Reviewed by María Gerpe, PhD.
Written by Yuning Wang, PhD.
July 5, 2021
Amino acid sequencing is the process of identifying the arrangement of amino acids in proteins and peptides. Numerous distinct amino acids have been discovered in nature but all proteins in the human body are comprised of just twenty different types. Yet these few organic molecules can attach to one another in complex three-dimensional structures of near-limitless structural varieties. This underlies the immense functional diversity of proteins—and suggests the inherent value of amino acid sequencing.
Understanding even the partial sequence of amino acids in a polypeptide chain can yield valuable insights into the identity of a protein or peptide, and can help characterize its post-translational modifications.
So, how do you carry out amino acid sequencing? There are three main amino acid sequencing methods, but before we explore those in more depth, let us briefly discuss how to identify the unordered amino acid composition of a polypeptide.
How to Determine Amino Acid Composition
Amino acids belong to a class of organic molecules consisting of a basic amino group, an acidic carboxyl group, an organic R group—or side chain—and a central carbon atom. Abbreviated from alpha-amino carboxylic acid, amino acids are linked together by peptide bonds linking amino acids into extensive linear chains.
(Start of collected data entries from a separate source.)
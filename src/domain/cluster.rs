use chrono::{DateTime, Utc};
use serde::{Deserialize, Serialize};

use crate::domain::Item;

/// A user-defined group of items.
#[derive(Debug, Clone, PartialEq, Serialize, Deserialize)]
pub struct Cluster {
    pub id: i64,
    pub name: String,
    pub description: String,
    pub timestamp: DateTime<Utc>,
    pub items: Vec<Item>,
}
Peptide bonds are covalent chemical bonds between the carboxyl group of one amino acid and the amino group of another.
Before carrying out amino acid sequencing, it is often useful to determine the unordered composition of a protein by hydrolytically degrading it then derivatizing the sample to make it more volatile and less reactive, thus increasing its suitability for analysis via ion-exchange chromatography.
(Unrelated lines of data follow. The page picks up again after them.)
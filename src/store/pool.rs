use std::ops::{Deref, DerefMut};
use std::path::Path;
use std::sync::{Arc, Mutex};

use tokio::sync::{OwnedSemaphorePermit, Semaphore};
use tracing::{debug, info, warn};

use crate::app::{Result, TickerError};
use crate::store::SqliteStore;

struct Inner {
    idle: Mutex<Vec<SqliteStore>>,
    semaphore: Arc<Semaphore>,
}

/// A fixed number of store handles shared by the tasks of the process.
///
/// `get` waits until a handle is free; the returned guard hands it back to
/// the pool when dropped.
#[derive(Clone)]
pub struct Pool {
    inner: Arc<Inner>,
}

impl Pool {
    /// Opens `size` handles to the database at `path`.
    pub fn open<P: AsRef<Path>>(path: P, size: usize) -> Result<Self> {
        let size = size.max(1);
        let handles = (0..size)
            .map(|_| SqliteStore::open(path.as_ref()))
            .collect::<Result<Vec<_>>>()?;
        info!("Opened pool of {} handles to {}", size, path.as_ref().display());
        Ok(Self::from_handles(handles))
    }

    pub fn from_handles(handles: Vec<SqliteStore>) -> Self {
        let permits = handles.len();
        Self {
            inner: Arc::new(Inner {
                idle: Mutex::new(handles),
                semaphore: Arc::new(Semaphore::new(permits)),
            }),
        }
    }

    /// Takes a handle out of the pool, waiting for one to become free.
    pub async fn get(&self) -> Result<PooledStore> {
        let permit = self
            .inner
            .semaphore
            .clone()
            .acquire_owned()
            .await
            .map_err(|_| TickerError::PoolClosed)?;
        let store = self
            .inner
            .idle
            .lock()
            .map_err(|e| TickerError::Other(format!("Pool lock poisoned: {}", e)))?
            .pop()
            .ok_or(TickerError::PoolClosed)?;
        Ok(PooledStore {
            store: Some(store),
            pool: self.inner.clone(),
            _permit: permit,
        })
    }

    /// Closes every idle handle. Handles still checked out are closed when
    /// they are returned; further calls to `get` fail with `PoolClosed`.
    pub fn close(&self) {
        self.inner.semaphore.close();
        if let Ok(mut idle) = self.inner.idle.lock() {
            debug!("Closing {} idle database handles", idle.len());
            idle.clear();
        }
    }

    pub fn is_closed(&self) -> bool {
        self.inner.semaphore.is_closed()
    }

    /// Number of handles currently available.
    pub fn available(&self) -> usize {
        self.inner.semaphore.available_permits()
    }
}

/// A checked-out store handle.
pub struct PooledStore {
    store: Option<SqliteStore>,
    pool: Arc<Inner>,
    _permit: OwnedSemaphorePermit,
}

impl Deref for PooledStore {
    type Target = SqliteStore;

    fn deref(&self) -> &SqliteStore {
        self.store.as_ref().expect("pooled store is present until drop")
    }
}

impl DerefMut for PooledStore {
    fn deref_mut(&mut self) -> &mut SqliteStore {
        self.store.as_mut().expect("pooled store is present until drop")
    }
}

impl Drop for PooledStore {
    fn drop(&mut self) {
        let Some(mut store) = self.store.take() else {
            return;
        };
        if self.pool.semaphore.is_closed() {
            return;
        }
        if store.in_transaction() {
            warn!("Store handle returned with an open transaction, rolling back");
            if let Err(e) = store.rollback() {
                warn!("Dropping store handle that cannot roll back: {}", e);
                return;
            }
        }
        if let Ok(mut idle) = self.pool.idle.lock() {
            idle.push(store);
        }
    }
}

#[cfg(test)]
mod tests {
    use super::*;
    use crate::domain::Feed;
    use std::time::Duration;

    fn pool(size: usize) -> (tempfile::TempDir, Pool) {
        let dir = tempfile::tempdir().unwrap();
        let pool = Pool::open(dir.path().join("pool.db"), size).unwrap();
        (dir, pool)
    }

    #[tokio::test]
    async fn test_get_and_return() {
        let (_dir, pool) = pool(2);
        assert_eq!(pool.available(), 2);
        {
            let mut a = pool.get().await.unwrap();
            let _b = pool.get().await.unwrap();
            assert_eq!(pool.available(), 0);

            let mut feed = Feed::new("pooled", "https://p.example.com/", Duration::from_secs(60));
            a.feed_add(&mut feed).unwrap();
        }
        assert_eq!(pool.available(), 2);

        let c = pool.get().await.unwrap();
        assert_eq!(c.feed_get_all().unwrap().len(), 1);
    }

    #[tokio::test]
    async fn test_get_waits_for_free_handle() {
        let (_dir, pool) = pool(1);
        let held = pool.get().await.unwrap();

        let waiter = {
            let pool = pool.clone();
            tokio::spawn(async move { pool.get().await.map(|_| ()) })
        };
        tokio::time::sleep(Duration::from_millis(50)).await;
        assert!(!waiter.is_finished());

        drop(held);
        waiter.await.unwrap().unwrap();
    }

    #[tokio::test]
    async fn test_open_transaction_rolled_back_on_return() {
        let (_dir, pool) = pool(1);
        {
            let mut db = pool.get().await.unwrap();
            db.begin().unwrap();
            let mut feed = Feed::new("left open", "https://open.example.com/", Duration::from_secs(60));
            db.feed_add(&mut feed).unwrap();
        }

        let mut db = pool.get().await.unwrap();
        assert!(!db.in_transaction());
        assert!(db.feed_get_all().unwrap().is_empty());
        db.begin().unwrap();
        db.commit().unwrap();
    }

    #[tokio::test]
    async fn test_close_rejects_get() {
        let (_dir, pool) = pool(2);
        let held = pool.get().await.unwrap();
        pool.close();
        assert!(pool.is_closed());
        assert!(matches!(pool.get().await, Err(TickerError::PoolClosed)));
        drop(held);
        assert!(matches!(pool.get().await, Err(TickerError::PoolClosed)));
    }
}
The benefit of determining this unordered composition prior to amino acid sequencing is that it can help in identifying errors and may elucidate ambiguous results. It may also offer insights into the right protease to use for protein digestion.
How to Write an Amino Acid Sequence
The primary protein structure typically begins at an amine-terminus, or N-terminus; an amino acid residue with an amine group attached to the alpha-carbon. At the other end of the primary structure is the C-terminus with an unbound carboxyl group. Each of the amino acids found in nature are represented by a single or three-letter code. For instance, alanine is expressed as Ala, or A. The entire sequence of protein can subsequently be notated as a string of letters from left-to-right, corresponding to order of amino acids from terminal-to-terminal.
Amino Acid Sequencing Methods
As mentioned, there are two main methods of amino acid sequencing: mass spectrometry and Edman degradation with a protein sequenator.
Automated Edman amino acid sequencers are offer convenient analysis of polypeptides of up to 50 amino acids long. This process is generally characterized by seven steps:
- Break apart disulphide bridges in the protein with a reducing agent
- Separate the protein complex and purify the chain(s)
- Determine the amino acid composition and terminal AAs per chain
- Fragment each polypeptide chain
- Recreate the AA sequence using these fragments
- Repeat with different fragment patterns to mitigate errors
Identification via mass spectrometry is increasingly preferred as it overcomes many of the established limitations of Edman degradation. But there are various techniques within protein mass spectrometry that make amino acid sequencing via MS techniques harder to define in brief.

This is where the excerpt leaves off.